I have no definitive memory of the first time I saw the sea.
I suppose this must have occurred in the nebulous period before I turned two. And it would almost certainly have taken place at an English seaside resort in the south east.
The one fixed mem-bite I do have from one of these weekend breaks is the night I was allowed to sleep in a proper bed for the first time. (And, judge me not, I still possess the soft toy that was placed on my pillow that evening by way of a companion through this transition.)
I would get to see the 'ocean' — and a good deal of it — on my maiden journey abroad, to the island of Madeira, somewhat isolated in the Atlantic west of Morocco and on the same parallel as Bermuda.
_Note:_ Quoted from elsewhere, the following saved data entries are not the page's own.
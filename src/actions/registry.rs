use anyhow::Result;
use async_trait::async_trait;
use serde::{Deserialize, Serialize};
use serde_json::Value;
use std::collections::HashMap;
use std::sync::Arc;

/// Action definition advertised to callers
#[derive(Debug, Clone, Serialize, Deserialize)]
pub struct ActionDefinition {
    pub name: String,
    pub description: String,
    pub parameters: Value, // JSON Schema
}

/// Result from action execution, always returned as data
#[derive(Debug, Clone, Serialize, Deserialize)]
pub struct ActionResult {
    pub success: bool,
    #[serde(skip_serializing_if = "Option::is_none")]
    pub content: Option<String>,
    #[serde(skip_serializing_if = "Option::is_none")]
    pub error: Option<String>,
    #[serde(skip_serializing_if = "Option::is_none")]
    pub data: Option<Value>,
}

impl ActionResult {
    pub fn success(content: impl Into<String>) -> Self {
        Self {
            success: true,
            content: Some(content.into()),
            error: None,
            data: None,
        }
    }

    pub fn success_with_data(content: impl Into<String>, data: Value) -> Self {
        Self {
            success: true,
            content: Some(content.into()),
            error: None,
            data: Some(data),
        }
    }

    pub fn error(error: impl Into<String>) -> Self {
        Self {
            success: false,
            content: None,
            error: Some(error.into()),
            data: None,
        }
    }
}

/// Trait for implementing actions
#[async_trait]
pub trait Action: Send + Sync {
    /// Get the definition advertised for this action
    fn definition(&self) -> ActionDefinition;

    /// Execute the action with the given argument bag.
    ///
    /// Validation and capability errors may be returned either as an
    /// `ActionResult` with `success: false` or as `Err`; the registry folds
    /// `Err` into a failure result at the dispatch boundary.
    async fn execute(&self, params: Value) -> Result<ActionResult>;
}

/// Registry of all available actions.
///
/// Populated once at startup and read-only afterwards.
pub struct ActionRegistry {
    actions: HashMap<String, Arc<dyn Action>>,
}

impl ActionRegistry {
    pub fn new() -> Self {
        Self {
            actions: HashMap::new(),
        }
    }

    /// Register an action under its declared name
    pub fn register(&mut self, action: Arc<dyn Action>) {
        let def = action.definition();
        self.actions.insert(def.name, action);
    }

    /// Get an action by name
    pub fn get(&self, name: &str) -> Option<&Arc<dyn Action>> {
        self.actions.get(name)
    }

    /// Get all action definitions
    pub fn definitions(&self) -> Vec<ActionDefinition> {
        self.actions.values().map(|a| a.definition()).collect()
    }

    /// Dispatch a named request to its action.
    ///
    /// Never propagates a fault across the boundary: an unknown name or an
    /// error escaping the action is converted into a failure result.
    pub async fn execute(&self, name: &str, params: Value) -> ActionResult {
        let Some(action) = self.actions.get(name) else {
            tracing::warn!("Dispatch of unknown action: {}", name);
            return ActionResult::error(format!("Unknown action: {}", name));
        };

        match action.execute(params).await {
            Ok(result) => {
                if let Some(err) = &result.error {
                    tracing::warn!("Action {} rejected: {}", name, err);
                }
                result
            }
            Err(e) => {
                tracing::warn!("Action {} failed: {}", name, e);
                ActionResult::error(format!("{} failed: {}", name, e))
            }
        }
    }
}

impl Default for ActionRegistry {
    fn default() -> Self {
        Self::new()
    }
}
These recollections centre on a trip taken around its vertical, rock-ribbed coast in a small boat with my father and the boatman, the sensation being not so much that of observing the sea as that of being an expendable part of a heaving mass, billowing around the crags and gushing into the many cave-like inlets.
And so the first 'classic' memory I retain of the sea as a vast liminal space spread out before me was laid down perhaps a year or so later on the Costa del Sol, and from a raised vantage point. This was the Med, with its gentle swish at the shoreline — at least at that time of year — and thus my impressible, fledgling attention was drawn further out to a new and almost greater mystery…the horizon.